EXERCISE INSTRUCTIONS: Only one span of the listing below should come back. It runs from the line with "pub fn with_quantity(mut" through the line with "pub fn with_description(mut", and each of its lines must be reproduced exactly.

Start of Block

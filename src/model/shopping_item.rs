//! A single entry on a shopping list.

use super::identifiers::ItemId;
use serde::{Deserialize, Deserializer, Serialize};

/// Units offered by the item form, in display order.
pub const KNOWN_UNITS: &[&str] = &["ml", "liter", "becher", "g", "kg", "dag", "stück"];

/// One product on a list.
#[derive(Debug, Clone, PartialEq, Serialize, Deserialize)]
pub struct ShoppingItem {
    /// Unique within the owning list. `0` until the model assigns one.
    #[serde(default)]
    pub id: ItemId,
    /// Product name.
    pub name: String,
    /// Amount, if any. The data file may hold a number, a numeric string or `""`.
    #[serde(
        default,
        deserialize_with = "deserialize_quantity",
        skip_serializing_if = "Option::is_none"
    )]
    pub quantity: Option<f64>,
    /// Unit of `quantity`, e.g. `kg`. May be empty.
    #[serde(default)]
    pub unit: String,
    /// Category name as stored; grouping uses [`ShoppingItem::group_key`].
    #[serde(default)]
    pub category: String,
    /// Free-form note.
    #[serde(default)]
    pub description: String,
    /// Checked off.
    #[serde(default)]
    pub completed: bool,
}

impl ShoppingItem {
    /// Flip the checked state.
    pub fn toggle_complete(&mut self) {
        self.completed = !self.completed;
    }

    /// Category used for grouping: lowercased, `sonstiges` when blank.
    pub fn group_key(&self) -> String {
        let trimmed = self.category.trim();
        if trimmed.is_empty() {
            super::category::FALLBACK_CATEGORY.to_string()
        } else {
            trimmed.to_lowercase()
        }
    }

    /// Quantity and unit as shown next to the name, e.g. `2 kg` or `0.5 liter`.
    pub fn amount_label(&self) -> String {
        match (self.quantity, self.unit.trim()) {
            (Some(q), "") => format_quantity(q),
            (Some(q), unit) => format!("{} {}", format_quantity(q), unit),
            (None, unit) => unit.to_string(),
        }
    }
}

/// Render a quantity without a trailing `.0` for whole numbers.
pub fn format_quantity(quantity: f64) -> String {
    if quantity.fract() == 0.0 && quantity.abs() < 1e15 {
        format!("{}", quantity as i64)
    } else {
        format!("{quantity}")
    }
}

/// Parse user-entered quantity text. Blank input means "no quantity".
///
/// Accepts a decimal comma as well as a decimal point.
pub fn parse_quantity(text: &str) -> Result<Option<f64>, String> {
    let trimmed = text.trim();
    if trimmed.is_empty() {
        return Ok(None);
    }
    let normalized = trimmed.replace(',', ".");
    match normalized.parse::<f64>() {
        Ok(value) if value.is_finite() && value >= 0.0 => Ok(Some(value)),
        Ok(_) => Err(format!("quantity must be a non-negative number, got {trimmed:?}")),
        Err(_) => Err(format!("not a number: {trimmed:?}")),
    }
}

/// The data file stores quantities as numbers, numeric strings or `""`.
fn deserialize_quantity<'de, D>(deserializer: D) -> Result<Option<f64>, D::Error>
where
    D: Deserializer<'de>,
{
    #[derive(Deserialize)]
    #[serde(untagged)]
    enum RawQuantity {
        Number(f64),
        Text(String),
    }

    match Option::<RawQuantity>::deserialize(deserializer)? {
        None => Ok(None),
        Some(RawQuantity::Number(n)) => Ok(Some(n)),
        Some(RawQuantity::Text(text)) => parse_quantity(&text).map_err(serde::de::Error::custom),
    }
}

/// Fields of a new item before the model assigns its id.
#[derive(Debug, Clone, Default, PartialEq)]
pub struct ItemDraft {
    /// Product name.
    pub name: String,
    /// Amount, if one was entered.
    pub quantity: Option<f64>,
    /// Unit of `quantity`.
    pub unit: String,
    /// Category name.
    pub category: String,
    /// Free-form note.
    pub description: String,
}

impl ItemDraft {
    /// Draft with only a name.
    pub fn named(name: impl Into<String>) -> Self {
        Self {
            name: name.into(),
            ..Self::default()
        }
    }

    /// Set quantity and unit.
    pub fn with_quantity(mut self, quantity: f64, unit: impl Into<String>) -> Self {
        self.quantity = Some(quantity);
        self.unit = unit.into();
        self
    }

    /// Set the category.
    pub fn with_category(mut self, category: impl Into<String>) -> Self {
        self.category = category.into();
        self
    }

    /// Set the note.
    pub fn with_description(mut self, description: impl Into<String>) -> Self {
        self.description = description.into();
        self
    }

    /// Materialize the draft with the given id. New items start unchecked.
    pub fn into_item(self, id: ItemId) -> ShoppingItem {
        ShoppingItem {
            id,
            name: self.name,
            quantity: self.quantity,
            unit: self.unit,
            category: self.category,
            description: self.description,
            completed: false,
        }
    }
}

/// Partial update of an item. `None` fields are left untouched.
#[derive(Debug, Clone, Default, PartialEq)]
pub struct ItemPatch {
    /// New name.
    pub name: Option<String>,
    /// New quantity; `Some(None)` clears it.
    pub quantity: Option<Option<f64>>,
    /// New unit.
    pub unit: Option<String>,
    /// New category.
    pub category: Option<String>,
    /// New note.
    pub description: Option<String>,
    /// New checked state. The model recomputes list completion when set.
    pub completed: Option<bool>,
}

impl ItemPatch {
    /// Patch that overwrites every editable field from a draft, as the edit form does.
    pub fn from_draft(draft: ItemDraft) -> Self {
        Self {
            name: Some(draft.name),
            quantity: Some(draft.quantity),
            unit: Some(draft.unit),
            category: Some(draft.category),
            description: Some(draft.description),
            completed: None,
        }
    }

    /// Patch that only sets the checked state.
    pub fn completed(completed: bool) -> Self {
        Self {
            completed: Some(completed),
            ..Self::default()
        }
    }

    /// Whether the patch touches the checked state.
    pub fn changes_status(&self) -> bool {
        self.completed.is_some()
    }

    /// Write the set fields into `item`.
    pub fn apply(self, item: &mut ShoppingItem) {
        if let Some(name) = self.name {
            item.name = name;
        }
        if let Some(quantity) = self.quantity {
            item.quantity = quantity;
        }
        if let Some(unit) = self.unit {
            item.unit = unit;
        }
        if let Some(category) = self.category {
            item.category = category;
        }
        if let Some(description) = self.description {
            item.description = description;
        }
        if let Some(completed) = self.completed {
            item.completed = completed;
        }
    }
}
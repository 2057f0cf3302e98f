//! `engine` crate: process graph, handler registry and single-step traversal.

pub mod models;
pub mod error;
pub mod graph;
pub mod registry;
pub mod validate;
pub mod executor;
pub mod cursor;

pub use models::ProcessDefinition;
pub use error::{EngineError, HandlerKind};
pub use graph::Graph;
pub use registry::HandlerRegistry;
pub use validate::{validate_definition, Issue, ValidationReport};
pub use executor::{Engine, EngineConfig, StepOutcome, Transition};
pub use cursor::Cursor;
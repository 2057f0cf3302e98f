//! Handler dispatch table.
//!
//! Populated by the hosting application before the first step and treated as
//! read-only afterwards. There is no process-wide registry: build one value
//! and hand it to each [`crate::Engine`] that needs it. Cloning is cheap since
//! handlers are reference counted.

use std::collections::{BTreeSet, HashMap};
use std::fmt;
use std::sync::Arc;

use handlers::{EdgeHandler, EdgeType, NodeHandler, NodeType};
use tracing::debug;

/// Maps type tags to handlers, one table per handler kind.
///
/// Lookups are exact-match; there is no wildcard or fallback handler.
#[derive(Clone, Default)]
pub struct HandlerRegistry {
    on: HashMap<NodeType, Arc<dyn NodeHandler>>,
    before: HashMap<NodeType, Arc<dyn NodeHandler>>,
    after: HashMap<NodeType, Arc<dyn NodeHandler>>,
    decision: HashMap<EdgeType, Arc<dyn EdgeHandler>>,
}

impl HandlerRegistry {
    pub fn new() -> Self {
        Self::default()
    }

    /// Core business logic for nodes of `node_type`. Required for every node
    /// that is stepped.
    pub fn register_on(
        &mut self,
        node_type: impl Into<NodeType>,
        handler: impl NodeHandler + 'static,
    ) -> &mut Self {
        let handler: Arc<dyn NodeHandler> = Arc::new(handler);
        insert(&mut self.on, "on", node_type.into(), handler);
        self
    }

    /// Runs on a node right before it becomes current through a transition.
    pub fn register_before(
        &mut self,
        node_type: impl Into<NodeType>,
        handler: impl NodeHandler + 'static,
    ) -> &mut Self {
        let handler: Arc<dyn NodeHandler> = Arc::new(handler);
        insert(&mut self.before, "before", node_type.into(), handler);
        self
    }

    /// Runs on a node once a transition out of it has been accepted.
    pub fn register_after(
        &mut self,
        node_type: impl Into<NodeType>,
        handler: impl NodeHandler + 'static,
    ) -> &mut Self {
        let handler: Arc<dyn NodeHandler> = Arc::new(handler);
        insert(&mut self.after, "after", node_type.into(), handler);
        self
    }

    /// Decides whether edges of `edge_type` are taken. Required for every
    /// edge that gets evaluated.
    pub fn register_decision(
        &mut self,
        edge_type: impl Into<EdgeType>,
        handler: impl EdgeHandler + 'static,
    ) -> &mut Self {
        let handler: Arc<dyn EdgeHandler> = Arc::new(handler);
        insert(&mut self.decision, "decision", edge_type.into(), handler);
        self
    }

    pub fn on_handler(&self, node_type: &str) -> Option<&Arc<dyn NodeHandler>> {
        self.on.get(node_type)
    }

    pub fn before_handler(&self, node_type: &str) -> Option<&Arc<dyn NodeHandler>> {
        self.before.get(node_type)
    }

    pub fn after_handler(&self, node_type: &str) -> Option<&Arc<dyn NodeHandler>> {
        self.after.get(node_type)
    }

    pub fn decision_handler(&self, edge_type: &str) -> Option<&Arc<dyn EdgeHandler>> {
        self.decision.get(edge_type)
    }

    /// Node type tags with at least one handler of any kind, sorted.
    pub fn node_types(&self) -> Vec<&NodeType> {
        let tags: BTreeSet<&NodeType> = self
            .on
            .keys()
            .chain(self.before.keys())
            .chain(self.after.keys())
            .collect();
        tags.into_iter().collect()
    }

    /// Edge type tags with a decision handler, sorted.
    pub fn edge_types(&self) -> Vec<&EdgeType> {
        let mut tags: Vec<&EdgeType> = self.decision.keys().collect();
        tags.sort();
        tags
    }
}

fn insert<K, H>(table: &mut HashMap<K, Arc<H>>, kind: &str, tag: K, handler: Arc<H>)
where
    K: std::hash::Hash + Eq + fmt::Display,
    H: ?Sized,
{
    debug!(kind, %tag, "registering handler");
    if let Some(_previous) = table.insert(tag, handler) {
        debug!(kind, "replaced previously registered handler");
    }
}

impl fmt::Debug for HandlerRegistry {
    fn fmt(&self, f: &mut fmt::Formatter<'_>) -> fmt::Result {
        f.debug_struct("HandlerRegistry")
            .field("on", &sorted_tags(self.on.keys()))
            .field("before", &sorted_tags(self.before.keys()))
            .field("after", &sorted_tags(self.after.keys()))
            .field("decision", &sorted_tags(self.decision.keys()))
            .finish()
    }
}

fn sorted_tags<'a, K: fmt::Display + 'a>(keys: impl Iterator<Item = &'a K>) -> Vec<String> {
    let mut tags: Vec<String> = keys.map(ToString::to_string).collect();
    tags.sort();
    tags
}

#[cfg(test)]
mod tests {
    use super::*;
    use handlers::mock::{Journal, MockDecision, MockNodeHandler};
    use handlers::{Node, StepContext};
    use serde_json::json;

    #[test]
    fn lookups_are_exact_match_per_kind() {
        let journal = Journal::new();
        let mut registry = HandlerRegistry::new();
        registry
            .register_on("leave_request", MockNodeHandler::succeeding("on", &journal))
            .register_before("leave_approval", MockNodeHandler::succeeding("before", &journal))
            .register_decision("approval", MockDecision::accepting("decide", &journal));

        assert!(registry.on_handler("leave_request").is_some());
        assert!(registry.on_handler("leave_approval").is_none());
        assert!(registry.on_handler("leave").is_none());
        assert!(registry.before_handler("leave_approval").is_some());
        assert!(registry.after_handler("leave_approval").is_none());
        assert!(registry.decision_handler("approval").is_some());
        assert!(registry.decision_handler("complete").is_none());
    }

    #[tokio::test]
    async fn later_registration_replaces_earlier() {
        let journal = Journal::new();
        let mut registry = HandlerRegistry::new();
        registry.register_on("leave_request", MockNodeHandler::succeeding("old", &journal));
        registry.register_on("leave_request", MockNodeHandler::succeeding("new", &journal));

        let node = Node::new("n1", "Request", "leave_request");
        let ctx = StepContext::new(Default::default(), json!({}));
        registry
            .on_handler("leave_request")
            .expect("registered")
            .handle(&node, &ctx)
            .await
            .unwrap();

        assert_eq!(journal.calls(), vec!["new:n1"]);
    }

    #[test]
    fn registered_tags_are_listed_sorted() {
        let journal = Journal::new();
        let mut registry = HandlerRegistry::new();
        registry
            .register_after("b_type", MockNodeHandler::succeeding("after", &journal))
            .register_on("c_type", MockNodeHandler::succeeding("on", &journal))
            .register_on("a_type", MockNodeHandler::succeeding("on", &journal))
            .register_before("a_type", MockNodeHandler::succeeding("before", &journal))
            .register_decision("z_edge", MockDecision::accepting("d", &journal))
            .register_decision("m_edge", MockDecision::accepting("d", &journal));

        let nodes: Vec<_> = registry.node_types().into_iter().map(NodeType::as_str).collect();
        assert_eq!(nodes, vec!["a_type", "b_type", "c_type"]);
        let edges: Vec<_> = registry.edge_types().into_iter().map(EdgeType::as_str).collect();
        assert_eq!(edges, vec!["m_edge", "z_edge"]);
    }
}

End of Block

PROBLEM SOLUTION:
    pub fn with_quantity(mut self, quantity: f64, unit: impl Into<String>) -> Self {
        self.quantity = Some(quantity);
        self.unit = unit.into();
        self
    }

    /// Set the category.
    pub fn with_category(mut self, category: impl Into<String>) -> Self {
        self.category = category.into();
        self
    }

    /// Set the note.
    pub fn with_description(mut self, description: impl Into<String>) -> Self {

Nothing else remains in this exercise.